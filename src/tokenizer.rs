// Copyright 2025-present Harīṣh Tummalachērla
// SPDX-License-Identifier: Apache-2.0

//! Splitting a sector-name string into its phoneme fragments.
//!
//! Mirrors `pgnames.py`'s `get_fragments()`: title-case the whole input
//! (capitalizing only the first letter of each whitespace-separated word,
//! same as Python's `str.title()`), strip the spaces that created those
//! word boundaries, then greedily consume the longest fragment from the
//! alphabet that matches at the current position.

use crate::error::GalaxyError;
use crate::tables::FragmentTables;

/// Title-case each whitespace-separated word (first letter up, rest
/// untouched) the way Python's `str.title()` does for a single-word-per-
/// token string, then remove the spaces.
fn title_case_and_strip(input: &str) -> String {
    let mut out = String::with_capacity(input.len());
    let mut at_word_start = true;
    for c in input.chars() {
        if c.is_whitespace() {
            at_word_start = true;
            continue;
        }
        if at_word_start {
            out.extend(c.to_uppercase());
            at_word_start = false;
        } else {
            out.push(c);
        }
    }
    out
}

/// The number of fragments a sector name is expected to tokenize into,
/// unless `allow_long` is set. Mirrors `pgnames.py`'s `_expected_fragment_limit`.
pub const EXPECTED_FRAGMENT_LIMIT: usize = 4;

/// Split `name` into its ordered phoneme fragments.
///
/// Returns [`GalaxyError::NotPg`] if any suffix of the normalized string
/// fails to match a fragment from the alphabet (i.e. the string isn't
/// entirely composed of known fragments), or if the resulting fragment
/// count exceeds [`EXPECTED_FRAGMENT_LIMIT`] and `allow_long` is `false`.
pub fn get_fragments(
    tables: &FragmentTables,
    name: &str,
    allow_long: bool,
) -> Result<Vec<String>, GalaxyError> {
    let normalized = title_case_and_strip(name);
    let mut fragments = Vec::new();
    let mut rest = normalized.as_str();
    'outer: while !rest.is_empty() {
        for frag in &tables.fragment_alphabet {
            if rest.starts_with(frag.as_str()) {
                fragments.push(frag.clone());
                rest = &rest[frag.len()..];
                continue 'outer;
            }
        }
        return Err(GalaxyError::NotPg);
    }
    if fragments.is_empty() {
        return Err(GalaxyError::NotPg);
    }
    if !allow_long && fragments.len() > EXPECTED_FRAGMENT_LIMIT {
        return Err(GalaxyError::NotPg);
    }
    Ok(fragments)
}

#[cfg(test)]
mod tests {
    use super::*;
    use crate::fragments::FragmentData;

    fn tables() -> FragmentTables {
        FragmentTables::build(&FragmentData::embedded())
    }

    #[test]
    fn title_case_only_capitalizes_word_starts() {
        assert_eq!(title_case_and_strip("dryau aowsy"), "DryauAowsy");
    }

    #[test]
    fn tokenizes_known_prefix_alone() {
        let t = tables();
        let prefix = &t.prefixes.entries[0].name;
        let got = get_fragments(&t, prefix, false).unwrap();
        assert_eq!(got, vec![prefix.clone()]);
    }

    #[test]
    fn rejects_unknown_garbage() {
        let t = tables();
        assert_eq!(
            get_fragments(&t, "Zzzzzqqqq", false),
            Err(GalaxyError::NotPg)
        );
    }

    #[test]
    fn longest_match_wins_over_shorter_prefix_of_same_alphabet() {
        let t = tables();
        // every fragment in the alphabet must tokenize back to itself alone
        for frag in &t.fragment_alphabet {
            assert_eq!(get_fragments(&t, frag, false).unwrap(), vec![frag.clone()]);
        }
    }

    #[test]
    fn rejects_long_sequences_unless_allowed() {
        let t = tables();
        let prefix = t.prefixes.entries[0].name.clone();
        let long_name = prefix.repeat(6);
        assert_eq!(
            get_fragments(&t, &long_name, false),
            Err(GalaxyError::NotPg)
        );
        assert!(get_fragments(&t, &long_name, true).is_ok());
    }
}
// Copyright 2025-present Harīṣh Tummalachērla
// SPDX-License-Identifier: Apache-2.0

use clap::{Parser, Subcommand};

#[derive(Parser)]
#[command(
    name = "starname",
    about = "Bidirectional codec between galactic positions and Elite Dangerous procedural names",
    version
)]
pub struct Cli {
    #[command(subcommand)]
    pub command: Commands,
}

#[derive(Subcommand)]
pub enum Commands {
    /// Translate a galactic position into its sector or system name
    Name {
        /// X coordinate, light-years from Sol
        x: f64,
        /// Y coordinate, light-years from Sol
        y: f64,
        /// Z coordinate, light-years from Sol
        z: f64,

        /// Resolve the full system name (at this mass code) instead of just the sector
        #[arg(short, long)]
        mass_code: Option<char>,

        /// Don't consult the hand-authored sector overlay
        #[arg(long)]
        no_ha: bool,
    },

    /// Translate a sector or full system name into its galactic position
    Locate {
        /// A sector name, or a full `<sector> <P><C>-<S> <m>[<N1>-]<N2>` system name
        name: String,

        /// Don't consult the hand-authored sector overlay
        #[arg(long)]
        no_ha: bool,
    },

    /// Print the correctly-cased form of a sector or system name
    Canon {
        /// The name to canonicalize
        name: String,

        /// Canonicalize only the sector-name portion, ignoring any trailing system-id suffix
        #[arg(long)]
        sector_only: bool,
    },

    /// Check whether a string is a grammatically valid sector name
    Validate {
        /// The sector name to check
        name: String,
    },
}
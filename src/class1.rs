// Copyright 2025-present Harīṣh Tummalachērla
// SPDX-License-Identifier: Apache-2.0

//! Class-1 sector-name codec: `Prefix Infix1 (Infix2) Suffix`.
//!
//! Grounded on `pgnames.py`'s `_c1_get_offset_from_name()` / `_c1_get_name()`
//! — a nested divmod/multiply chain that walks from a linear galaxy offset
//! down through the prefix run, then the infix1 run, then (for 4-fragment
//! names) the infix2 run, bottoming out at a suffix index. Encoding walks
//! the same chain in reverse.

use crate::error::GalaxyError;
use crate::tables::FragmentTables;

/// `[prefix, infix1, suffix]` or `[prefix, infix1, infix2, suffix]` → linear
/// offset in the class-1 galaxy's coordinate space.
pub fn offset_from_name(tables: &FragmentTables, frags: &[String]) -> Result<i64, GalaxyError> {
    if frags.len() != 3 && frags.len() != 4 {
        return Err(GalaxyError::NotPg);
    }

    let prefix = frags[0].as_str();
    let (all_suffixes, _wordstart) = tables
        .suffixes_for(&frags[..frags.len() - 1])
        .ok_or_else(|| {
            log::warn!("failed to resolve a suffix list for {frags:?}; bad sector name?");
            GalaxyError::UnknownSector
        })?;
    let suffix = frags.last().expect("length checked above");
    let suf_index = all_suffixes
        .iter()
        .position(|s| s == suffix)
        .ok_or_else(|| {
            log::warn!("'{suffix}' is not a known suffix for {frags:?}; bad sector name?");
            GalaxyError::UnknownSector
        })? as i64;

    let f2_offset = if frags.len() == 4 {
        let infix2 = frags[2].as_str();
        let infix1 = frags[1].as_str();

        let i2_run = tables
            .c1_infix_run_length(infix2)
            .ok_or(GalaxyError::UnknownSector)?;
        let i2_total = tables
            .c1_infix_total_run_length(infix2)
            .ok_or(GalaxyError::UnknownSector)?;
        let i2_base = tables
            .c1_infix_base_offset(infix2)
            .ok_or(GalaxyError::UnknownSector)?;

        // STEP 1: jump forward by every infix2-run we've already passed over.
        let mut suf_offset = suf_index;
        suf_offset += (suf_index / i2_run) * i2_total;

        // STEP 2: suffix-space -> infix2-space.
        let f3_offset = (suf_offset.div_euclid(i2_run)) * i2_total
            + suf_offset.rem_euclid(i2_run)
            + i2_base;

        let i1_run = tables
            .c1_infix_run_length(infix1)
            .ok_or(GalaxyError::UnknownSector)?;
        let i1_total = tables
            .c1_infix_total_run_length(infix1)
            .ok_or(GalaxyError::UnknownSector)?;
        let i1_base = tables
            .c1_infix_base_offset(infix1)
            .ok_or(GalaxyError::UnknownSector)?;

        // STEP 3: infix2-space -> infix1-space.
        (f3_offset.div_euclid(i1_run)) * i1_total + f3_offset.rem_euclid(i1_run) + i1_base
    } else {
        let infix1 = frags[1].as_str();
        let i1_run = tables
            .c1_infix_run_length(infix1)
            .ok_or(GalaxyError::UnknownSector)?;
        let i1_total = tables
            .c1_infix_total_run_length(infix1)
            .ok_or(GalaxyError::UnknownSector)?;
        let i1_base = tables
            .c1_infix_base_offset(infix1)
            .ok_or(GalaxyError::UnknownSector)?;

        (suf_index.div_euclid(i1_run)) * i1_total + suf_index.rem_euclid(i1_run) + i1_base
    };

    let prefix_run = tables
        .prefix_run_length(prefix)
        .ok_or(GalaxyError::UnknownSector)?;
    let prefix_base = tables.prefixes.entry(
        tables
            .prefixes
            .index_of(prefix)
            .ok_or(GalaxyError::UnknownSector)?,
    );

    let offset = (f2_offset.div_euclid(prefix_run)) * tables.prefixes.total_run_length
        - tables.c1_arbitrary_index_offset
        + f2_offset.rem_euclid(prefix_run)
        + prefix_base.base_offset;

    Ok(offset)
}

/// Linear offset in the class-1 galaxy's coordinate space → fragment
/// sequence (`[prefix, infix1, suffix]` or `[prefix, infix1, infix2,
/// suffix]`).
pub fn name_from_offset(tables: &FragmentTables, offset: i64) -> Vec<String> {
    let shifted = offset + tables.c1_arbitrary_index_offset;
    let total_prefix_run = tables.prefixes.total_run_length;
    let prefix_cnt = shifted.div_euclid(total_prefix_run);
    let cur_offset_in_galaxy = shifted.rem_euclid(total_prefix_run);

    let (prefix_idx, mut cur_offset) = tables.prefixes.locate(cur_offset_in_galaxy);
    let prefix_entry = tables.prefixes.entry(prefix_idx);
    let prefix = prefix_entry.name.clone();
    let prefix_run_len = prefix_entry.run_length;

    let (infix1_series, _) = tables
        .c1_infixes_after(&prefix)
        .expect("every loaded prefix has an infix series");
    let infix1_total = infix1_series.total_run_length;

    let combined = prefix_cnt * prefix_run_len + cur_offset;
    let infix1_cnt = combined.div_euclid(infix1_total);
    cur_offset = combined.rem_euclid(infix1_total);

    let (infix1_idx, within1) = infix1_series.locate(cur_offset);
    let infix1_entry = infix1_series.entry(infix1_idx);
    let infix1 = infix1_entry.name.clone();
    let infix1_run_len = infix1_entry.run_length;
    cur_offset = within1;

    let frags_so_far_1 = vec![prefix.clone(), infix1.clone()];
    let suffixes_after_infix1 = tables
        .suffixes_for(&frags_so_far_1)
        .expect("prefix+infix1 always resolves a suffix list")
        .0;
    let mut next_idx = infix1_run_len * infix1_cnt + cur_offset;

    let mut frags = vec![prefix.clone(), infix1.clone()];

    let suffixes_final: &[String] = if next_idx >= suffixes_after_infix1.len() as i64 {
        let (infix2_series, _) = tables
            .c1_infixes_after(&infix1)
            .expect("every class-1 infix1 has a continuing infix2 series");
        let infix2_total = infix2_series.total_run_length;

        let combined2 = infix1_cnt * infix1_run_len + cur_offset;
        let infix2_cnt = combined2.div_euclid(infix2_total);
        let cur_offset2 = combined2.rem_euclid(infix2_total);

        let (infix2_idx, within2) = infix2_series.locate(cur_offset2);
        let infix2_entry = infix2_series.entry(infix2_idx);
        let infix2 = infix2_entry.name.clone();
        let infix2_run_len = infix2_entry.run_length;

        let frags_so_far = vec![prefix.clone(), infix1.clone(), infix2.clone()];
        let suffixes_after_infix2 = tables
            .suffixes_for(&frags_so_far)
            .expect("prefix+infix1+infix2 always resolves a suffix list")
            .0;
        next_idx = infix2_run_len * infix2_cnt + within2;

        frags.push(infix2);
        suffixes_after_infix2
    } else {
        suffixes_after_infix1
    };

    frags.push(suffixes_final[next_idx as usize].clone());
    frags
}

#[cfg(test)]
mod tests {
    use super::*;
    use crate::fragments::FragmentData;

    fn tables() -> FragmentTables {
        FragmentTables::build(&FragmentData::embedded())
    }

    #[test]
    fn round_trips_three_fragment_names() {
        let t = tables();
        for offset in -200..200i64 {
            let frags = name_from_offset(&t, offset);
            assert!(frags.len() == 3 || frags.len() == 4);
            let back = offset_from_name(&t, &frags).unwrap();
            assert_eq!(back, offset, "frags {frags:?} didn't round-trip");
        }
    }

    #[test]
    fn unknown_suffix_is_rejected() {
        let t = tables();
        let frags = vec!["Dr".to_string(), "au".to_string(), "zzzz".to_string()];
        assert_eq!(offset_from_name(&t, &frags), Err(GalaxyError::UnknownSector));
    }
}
****
EXERCISE AIM => Starting at the line with "the current position." and ending at the line with "out.extend(c.to_uppercase());", print each line of the listing above exactly, with no other lines.

WRITTEN SOLUTION =>
//! alphabet that matches at the current position.

use crate::error::GalaxyError;
use crate::tables::FragmentTables;

/// Title-case each whitespace-separated word (first letter up, rest
/// untouched) the way Python's `str.title()` does for a single-word-per-
/// token string, then remove the spaces.
fn title_case_and_strip(input: &str) -> String {
    let mut out = String::with_capacity(input.len());
    let mut at_word_start = true;
    for c in input.chars() {
        if c.is_whitespace() {
            at_word_start = true;
            continue;
        }
        if at_word_start {
            out.extend(c.to_uppercase());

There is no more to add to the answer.